*What to work on*. For the word "RegionId", state the number of lines in the data that contain it, and nothing else.

Dataset items
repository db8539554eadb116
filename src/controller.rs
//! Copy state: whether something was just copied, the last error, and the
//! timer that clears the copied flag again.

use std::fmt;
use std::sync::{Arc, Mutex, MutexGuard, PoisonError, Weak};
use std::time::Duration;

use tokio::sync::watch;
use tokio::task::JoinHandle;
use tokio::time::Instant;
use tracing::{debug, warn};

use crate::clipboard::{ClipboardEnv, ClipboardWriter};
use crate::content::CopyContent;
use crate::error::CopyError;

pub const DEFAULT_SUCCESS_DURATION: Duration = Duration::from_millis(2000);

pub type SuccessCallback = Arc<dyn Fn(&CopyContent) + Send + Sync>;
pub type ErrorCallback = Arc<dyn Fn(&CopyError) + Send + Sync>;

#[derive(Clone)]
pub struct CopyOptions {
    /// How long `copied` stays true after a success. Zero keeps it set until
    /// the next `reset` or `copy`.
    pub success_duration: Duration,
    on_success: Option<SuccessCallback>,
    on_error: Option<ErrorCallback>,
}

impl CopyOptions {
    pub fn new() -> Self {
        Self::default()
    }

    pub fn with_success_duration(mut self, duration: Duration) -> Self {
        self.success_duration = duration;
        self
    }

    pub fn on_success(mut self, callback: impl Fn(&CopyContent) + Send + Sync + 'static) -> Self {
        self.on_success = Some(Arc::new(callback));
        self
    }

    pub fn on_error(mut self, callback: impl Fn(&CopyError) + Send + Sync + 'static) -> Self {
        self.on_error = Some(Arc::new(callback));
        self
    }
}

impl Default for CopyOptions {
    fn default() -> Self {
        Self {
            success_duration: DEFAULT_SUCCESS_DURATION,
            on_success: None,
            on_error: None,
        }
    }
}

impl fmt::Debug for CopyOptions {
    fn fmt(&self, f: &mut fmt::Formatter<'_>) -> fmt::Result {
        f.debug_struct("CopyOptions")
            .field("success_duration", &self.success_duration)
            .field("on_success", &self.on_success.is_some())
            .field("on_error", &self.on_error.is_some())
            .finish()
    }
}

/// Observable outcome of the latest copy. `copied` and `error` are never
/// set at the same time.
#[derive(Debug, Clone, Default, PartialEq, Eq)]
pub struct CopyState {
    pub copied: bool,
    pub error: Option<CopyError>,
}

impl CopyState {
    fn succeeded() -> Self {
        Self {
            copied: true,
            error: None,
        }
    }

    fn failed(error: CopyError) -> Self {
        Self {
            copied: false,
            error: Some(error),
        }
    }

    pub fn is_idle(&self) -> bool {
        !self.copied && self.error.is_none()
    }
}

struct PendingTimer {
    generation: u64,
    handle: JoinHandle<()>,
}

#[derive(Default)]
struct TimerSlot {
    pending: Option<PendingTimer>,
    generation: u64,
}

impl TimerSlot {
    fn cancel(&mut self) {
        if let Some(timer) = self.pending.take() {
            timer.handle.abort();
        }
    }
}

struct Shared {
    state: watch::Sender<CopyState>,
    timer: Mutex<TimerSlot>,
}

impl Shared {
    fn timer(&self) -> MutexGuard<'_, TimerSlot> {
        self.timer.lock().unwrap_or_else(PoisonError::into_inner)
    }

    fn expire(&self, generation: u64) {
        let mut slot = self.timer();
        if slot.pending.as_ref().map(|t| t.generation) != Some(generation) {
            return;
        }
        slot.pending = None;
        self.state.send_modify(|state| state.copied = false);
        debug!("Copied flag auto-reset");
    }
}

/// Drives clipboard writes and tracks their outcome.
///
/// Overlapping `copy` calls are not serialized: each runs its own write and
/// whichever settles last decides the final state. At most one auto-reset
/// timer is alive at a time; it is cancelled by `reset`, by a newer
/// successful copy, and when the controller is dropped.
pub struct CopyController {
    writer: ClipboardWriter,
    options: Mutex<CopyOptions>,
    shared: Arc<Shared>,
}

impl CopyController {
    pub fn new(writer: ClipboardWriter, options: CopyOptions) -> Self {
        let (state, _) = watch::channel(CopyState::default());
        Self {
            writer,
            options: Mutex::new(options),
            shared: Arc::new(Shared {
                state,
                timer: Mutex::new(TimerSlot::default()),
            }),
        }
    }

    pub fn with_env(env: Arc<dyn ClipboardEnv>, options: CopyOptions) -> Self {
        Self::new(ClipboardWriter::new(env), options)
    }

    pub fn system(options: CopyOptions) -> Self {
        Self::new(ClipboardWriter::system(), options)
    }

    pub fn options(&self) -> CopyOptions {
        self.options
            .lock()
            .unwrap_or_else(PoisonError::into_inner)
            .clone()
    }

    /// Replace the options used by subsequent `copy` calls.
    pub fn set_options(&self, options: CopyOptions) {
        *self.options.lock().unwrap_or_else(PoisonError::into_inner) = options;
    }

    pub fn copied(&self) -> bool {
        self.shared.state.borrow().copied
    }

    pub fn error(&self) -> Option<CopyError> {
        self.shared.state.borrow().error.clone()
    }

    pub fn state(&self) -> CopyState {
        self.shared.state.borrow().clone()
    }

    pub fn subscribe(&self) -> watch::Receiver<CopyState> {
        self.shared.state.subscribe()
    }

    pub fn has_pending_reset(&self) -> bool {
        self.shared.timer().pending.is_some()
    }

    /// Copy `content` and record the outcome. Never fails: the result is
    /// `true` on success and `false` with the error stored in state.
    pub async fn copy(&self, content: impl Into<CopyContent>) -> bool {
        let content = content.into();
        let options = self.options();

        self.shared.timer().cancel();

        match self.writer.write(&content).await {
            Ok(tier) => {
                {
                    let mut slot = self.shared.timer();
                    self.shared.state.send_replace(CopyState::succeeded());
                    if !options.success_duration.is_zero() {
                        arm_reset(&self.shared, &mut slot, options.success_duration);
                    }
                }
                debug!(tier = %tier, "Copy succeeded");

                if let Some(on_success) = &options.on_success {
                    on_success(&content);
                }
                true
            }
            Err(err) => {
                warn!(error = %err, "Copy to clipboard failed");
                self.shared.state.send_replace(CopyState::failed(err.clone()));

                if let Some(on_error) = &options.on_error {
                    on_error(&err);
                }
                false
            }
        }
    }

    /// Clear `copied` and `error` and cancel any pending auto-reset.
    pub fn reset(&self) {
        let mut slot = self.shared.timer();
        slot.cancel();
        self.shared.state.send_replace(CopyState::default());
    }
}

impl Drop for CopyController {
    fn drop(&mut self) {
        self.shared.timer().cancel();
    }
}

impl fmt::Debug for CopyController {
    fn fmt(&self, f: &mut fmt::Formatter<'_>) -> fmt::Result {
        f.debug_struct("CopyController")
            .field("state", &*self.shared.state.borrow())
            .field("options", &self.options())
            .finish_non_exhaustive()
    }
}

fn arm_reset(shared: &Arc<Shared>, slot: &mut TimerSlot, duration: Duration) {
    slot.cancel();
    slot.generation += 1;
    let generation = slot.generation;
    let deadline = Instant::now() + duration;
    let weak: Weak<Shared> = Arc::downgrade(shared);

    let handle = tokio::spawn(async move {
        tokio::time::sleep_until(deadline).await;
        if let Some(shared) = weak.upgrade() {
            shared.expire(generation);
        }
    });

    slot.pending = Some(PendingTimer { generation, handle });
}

...

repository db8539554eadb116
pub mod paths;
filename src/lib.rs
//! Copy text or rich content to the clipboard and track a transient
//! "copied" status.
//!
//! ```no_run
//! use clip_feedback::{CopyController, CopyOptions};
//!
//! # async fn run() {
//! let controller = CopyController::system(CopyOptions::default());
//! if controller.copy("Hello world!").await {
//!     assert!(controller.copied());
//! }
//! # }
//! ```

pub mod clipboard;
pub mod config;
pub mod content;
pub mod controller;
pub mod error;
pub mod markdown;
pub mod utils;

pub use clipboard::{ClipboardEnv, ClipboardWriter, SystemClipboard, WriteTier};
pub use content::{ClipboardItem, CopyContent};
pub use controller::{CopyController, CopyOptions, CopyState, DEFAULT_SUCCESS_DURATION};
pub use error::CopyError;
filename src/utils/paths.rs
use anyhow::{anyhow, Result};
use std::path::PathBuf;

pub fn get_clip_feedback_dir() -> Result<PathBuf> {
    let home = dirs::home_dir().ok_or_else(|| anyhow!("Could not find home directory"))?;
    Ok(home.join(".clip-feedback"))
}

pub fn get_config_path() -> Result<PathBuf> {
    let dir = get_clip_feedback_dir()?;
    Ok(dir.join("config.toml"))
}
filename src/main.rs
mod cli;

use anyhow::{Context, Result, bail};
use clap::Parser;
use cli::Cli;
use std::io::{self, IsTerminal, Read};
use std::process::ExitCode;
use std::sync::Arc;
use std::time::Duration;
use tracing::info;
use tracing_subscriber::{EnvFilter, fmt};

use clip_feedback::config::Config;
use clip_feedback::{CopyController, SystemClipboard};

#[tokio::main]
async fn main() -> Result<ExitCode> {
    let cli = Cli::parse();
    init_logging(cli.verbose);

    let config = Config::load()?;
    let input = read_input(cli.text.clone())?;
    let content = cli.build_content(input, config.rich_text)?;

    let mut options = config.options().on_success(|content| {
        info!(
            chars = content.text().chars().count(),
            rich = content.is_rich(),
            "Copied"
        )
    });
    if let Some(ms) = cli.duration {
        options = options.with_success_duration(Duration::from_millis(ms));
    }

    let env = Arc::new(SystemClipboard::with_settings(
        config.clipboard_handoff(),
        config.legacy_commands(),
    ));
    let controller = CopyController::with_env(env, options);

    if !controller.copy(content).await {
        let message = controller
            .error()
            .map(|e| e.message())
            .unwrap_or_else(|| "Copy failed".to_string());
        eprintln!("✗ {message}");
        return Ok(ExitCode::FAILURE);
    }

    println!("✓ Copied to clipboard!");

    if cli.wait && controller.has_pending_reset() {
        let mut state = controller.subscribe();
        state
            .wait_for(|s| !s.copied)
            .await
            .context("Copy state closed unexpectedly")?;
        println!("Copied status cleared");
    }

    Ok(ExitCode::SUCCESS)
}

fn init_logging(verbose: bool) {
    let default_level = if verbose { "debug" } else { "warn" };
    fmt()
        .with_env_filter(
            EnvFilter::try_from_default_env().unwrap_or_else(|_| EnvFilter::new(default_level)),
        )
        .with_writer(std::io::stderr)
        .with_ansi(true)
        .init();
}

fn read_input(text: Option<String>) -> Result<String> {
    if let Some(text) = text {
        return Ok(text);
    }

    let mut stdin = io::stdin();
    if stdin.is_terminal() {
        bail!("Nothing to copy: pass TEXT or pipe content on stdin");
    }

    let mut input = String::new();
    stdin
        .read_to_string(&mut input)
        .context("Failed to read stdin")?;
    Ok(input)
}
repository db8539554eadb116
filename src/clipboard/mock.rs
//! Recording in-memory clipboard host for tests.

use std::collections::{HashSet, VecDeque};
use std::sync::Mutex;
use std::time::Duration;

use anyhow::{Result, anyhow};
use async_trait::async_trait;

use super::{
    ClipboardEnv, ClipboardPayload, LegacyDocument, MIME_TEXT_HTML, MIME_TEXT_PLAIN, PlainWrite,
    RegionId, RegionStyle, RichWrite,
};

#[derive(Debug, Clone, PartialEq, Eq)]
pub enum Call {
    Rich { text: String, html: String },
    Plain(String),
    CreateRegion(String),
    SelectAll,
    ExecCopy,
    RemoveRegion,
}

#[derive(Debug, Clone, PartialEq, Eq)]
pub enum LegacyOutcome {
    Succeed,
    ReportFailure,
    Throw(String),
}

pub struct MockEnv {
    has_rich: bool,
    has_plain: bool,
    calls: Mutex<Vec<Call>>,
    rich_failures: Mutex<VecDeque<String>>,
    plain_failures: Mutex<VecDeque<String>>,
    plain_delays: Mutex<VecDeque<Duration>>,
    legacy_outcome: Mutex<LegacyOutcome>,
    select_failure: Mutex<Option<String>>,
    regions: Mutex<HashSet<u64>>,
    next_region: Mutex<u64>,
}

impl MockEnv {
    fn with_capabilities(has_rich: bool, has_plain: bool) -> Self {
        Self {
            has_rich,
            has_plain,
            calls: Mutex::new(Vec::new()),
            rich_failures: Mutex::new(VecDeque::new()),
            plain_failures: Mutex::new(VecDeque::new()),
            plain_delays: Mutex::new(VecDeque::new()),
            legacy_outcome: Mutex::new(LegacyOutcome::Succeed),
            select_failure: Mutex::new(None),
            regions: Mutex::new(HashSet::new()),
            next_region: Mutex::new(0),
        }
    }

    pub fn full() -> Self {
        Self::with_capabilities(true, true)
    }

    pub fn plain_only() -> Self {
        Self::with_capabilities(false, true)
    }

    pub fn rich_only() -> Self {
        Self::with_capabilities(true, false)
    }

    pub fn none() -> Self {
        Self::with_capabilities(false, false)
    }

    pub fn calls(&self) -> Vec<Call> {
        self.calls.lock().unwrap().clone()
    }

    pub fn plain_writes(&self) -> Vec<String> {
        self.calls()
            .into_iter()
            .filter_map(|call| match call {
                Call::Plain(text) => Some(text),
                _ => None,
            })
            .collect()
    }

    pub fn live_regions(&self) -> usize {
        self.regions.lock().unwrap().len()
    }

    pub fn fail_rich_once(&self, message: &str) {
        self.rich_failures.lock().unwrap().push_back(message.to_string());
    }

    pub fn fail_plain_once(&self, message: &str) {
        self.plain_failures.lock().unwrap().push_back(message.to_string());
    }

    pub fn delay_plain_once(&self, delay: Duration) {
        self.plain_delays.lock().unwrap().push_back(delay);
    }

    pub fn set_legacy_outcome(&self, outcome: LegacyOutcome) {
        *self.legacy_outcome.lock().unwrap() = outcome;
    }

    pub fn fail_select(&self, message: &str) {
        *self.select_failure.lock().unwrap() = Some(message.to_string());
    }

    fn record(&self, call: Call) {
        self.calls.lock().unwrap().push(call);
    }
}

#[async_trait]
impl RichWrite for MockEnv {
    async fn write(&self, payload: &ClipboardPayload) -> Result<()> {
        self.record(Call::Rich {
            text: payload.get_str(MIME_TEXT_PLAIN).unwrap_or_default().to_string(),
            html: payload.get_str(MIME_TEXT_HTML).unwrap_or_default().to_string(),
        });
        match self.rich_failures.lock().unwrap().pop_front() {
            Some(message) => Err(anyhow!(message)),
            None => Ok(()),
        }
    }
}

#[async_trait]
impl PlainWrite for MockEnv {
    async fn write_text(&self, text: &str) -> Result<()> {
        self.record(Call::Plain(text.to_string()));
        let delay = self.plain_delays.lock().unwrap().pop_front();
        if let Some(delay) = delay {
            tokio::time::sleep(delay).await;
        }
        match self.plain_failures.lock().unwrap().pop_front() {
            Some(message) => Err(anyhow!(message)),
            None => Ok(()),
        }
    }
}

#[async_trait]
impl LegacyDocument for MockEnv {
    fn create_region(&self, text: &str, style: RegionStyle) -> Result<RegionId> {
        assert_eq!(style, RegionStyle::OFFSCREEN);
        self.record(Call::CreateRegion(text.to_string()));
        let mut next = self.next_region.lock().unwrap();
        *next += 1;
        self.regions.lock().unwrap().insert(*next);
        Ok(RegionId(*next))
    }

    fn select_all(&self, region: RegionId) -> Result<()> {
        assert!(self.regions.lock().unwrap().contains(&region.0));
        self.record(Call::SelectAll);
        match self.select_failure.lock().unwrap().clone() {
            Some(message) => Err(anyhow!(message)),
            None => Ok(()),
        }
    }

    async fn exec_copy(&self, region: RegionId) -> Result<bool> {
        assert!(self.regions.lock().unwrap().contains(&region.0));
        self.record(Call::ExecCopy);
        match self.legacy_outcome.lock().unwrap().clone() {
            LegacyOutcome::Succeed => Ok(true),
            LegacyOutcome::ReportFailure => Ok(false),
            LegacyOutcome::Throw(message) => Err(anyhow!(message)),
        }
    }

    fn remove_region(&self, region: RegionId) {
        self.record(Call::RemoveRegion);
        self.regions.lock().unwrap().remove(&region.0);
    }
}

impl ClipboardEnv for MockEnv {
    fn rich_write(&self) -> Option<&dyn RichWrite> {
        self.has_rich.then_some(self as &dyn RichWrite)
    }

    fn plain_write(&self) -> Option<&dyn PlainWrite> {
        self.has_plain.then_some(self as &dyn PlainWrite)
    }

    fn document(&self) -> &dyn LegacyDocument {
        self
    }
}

*Output of the exercise*. 6